25

Sharko hizo entrar a Lucie y cerró la puerta con llave tras de sí. La llevó de la muñeca hasta en medio del salón y se precipitó hacia la ventana de la cocina.

– ¿Te han visto entrar? ¿Has hablado con alguien?

– No.

– ¿Por qué no contestabas a mis llamadas?

Lucie miró a su alrededor. Hacía más de un año que había estado en aquel apartamento por primera vez. En aquella época, ella durmió en el sofá y él en la cama. El sillón seguía allí, pero las fotos de su mujer y de su hija, tan numerosas entonces, habían desaparecido. Ningún recuerdo de su vida pasada, ni tampoco decoración ni objetos. ¿Por qué tenía Lucie la fría impresión de que aquel apartamento se había quedado sin vida, sin alma, como esos que se visitan tras la muerte del propietario? Observó a Sharko, que colgaba su arma reglamentaria de un perchero, como siempre había hecho. ¿Cuántos años hacía que repetía aquel mismo gesto? A pesar de su corte de cabello a cepillo, sus arrugas se habían hinchado aún más y su rostro parecía resquebrajarse como el yeso mal fraguado. La fatiga lo consumía, como una droga perniciosa.

Lucie se quedó de pie.

– Quería hablar contigo cara a cara, no por teléfono.

Calló un momento, con un nudo en la garganta. Sus manos apretaban nerviosamente el libro de Terney.

– Quería también darte las gracias por lo que has hecho, hace un rato. Te has puesto en peligro por mí. No tenías ninguna obligación.

Sharko fue a abrirse una cerveza. A las dos de la madrugada, necesitaba una descompresión y un poco de alcohol lo ayudaría. Lucie rechazó el vaso que le ofreció.

– Guárdate tus agradecimientos -respondió con sequedad-, a lo hecho, pecho.

– Tampoco estás obligado a hablarme tan fríamente. Ahora, dime: el tipo en pijama… ¿Quién es? ¿Es él quien ha matado a Terney?

– De momento no se sabe nada. Dado su estado mental y su situación, cuesta imaginar que haya sido capaz de infligir semejantes torturas. ¿Te ha visto?

– No.

– Explícame cómo, tras irte a los Alpes, sin información, con las manos vacías, has aterrizado en casa de Terney antes que quince tipos de la Criminal.

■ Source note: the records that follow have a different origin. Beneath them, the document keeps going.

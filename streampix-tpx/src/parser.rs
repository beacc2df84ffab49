//! Batch decoding of captured raw data.
//!
//! The live pipeline decodes through the stream framer; this parser is for
//! offline work on captured files, where chunk context reduces to tracking
//! the chip index per header and everything can be decoded in bulk.

use crate::packet::{ChunkHeader, DecodedPacket};
use crate::Result;
use rayon::prelude::*;

/// Configuration for the batch parser.
#[derive(Debug, Clone)]
pub struct BatchParserConfig {
    /// Keep only pixel hit packets.
    pub hits_only: bool,
    /// Decode word-parallel with rayon above `chunk_size` words.
    pub parallel: bool,
    /// Word count threshold for going parallel.
    pub chunk_size: usize,
}

impl Default for BatchParserConfig {
    fn default() -> Self {
        Self {
            hits_only: false,
            parallel: true,
            chunk_size: 1024 * 1024,
        }
    }
}

impl BatchParserConfig {
    pub fn new() -> Self {
        Self::default()
    }

    pub fn with_hits_only(mut self, hits_only: bool) -> Self {
        self.hits_only = hits_only;
        self
    }

    pub fn with_parallel(mut self, parallel: bool) -> Self {
        self.parallel = parallel;
        self
    }

    pub fn with_chunk_size(mut self, size: usize) -> Self {
        self.chunk_size = size;
        self
    }
}

/// Decodes raw captures into typed packets.
#[derive(Debug, Clone, Default)]
pub struct BatchParser {
    config: BatchParserConfig,
}

impl BatchParser {
    pub fn new() -> Self {
        Self {
            config: BatchParserConfig::default(),
        }
    }

    pub fn with_config(config: BatchParserConfig) -> Self {
        Self { config }
    }

    /// Decodes a little-endian byte capture. Trailing bytes that do not
    /// form a whole word are ignored.
    pub fn parse_bytes(&self, data: &[u8]) -> Vec<Result<DecodedPacket>> {
        let words: Vec<u64> = data
            .chunks_exact(8)
            .map(|chunk| u64::from_le_bytes(chunk.try_into().unwrap()))
            .collect();
        self.parse_words(&words)
    }

    /// Decodes raw 64-bit words.
    ///
    /// Chip context comes from chunk headers encountered in order; the
    /// sequential pre-pass that assigns a chip to each word is cheap
    /// compared to decoding, which parallelizes when the input is large.
    pub fn parse_words(&self, words: &[u64]) -> Vec<Result<DecodedPacket>> {
        let chips = assign_chip_indices(words);

        if self.config.parallel && words.len() > self.config.chunk_size {
            let decoded: Vec<Result<DecodedPacket>> = words
                .par_iter()
                .zip(chips.par_iter())
                .map(|(&word, &chip)| DecodedPacket::decode(word, chip))
                .collect();
            self.filter(decoded)
        } else {
            let decoded = words
                .iter()
                .zip(chips.iter())
                .map(|(&word, &chip)| DecodedPacket::decode(word, chip))
                .collect();
            self.filter(decoded)
        }
    }

    fn filter(&self, decoded: Vec<Result<DecodedPacket>>) -> Vec<Result<DecodedPacket>> {
        if !self.config.hits_only {
            return decoded;
        }
        decoded
            .into_iter()
            .filter(|packet| matches!(packet, Ok(p) if p.is_hit()))
            .collect()
    }
}

/// Sequential pre-pass: the chip index in effect for each word, taken from
/// the most recent chunk header (0 before the first header).
fn assign_chip_indices(words: &[u64]) -> Vec<u8> {
    let mut chips = Vec::with_capacity(words.len());
    let mut chip = 0u8;
    for &word in words {
        if ChunkHeader::is_header(word) {
            chip = ChunkHeader::new(word).chip_index();
        }
        chips.push(chip);
    }
    chips
}

#[cfg(test)]
mod tests {
    use super::*;
    use crate::packet::TPX3_MAGIC;

    fn make_header(chip: u8, size_bytes: u16) -> u64 {
        (u64::from(size_bytes) << 48) | (u64::from(chip) << 32) | TPX3_MAGIC
    }

    fn make_pixel(spidr: u64) -> u64 {
        0xB << 60 | 100 << 30 | 5 << 20 | spidr
    }

    #[test]
    fn test_parse_bytes_roundtrip() {
        let mut data = Vec::new();
        data.extend_from_slice(&make_header(2, 24).to_le_bytes());
        data.extend_from_slice(&make_pixel(1).to_le_bytes());
        data.extend_from_slice(&make_pixel(2).to_le_bytes());

        let parser = BatchParser::new();
        let packets = parser.parse_bytes(&data);
        assert_eq!(packets.len(), 3);
        assert!(matches!(packets[0], Ok(DecodedPacket::ChunkHeader(_))));
        let hit = packets[1].as_ref().unwrap().as_hit().unwrap();
        assert_eq!(hit.chip_index, 2);
    }

    #[test]
    fn test_chip_tracking_across_headers() {
        let words = vec![
            make_header(1, 16),
            make_pixel(1),
            make_header(3, 16),
            make_pixel(2),
        ];
        let parser = BatchParser::new();
        let packets = parser.parse_words(&words);
        assert_eq!(packets[1].as_ref().unwrap().as_hit().unwrap().chip_index, 1);
        assert_eq!(packets[3].as_ref().unwrap().as_hit().unwrap().chip_index, 3);
    }

    #[test]
    fn test_hits_only_filter() {
        let words = vec![make_header(0, 24), make_pixel(1), 0x30u64 << 56];
        let parser = BatchParser::with_config(BatchParserConfig::new().with_hits_only(true));
        let packets = parser.parse_words(&words);
        assert_eq!(packets.len(), 1);
        assert!(packets[0].as_ref().unwrap().is_hit());
    }

    #[test]
    fn test_ignores_trailing_partial_word() {
        let mut data = make_pixel(0).to_le_bytes().to_vec();
        data.extend_from_slice(&[1, 2, 3]);
        let parser = BatchParser::new();
        assert_eq!(parser.parse_bytes(&data).len(), 1);
    }

    #[test]
    fn test_parallel_matches_sequential() {
        let words: Vec<u64> = (0..512).map(make_pixel).collect();
        let sequential = BatchParser::with_config(
            BatchParserConfig::new().with_parallel(false),
        )
        .parse_words(&words);
        let parallel = BatchParser::with_config(
            BatchParserConfig::new().with_parallel(true).with_chunk_size(64),
        )
        .parse_words(&words);
        assert_eq!(sequential.len(), parallel.len());
        for (a, b) in sequential.iter().zip(parallel.iter()) {
            assert_eq!(a.is_ok(), b.is_ok());
        }
    }
}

Trataba de blindar su corazón y sus sentimientos, pero sus órganos sangraban. Lucie finalmente se sentó al borde del sillón y se peinó el cabello hacia atrás. Tras un día como aquél, con tantos kilómetros andados y en coche, ya no se tenía en pie. Lentamente, comenzó a explicar:

– Unas semanas antes de entrevistarse con Carnot, Éva Louts leyó un artículo científico y vio un dibujo invertido. Se trataba de un fresco de uros pintado en una gruta prehistórica. Un caso excepcional que no ha tenido eco en la prensa y que en aquel momento tampoco llamó la atención a Louts. Hace diez días, sin embargo, cuando vio el dibujo al revés de Grégory Carnot, se fue de inmediato a la gruta en cuestión para ver el fresco de los uros con sus propios ojos.

Lucie siguió hablando serenamente, sin ahorrar detalles. Habló de la familia de neandertales masacrada por el sapiens con un arpón. Del transporte de los cuerpos al centro genómico de Lyon. Del robo del cromañón. Del científico pelirrojo, Arnaud Fécamp, que le pareció sospechoso. Relató su persecución por Lyon, su intervención violenta en el edificio de la Duchère, luego su viaje a Montmartre con una sola idea en la cabeza: comprender. A lo largo de sus explicaciones, Sharko se había crispado y su cara se desfiguró. Se puso en pie, furioso, y miró a Lucie severamente.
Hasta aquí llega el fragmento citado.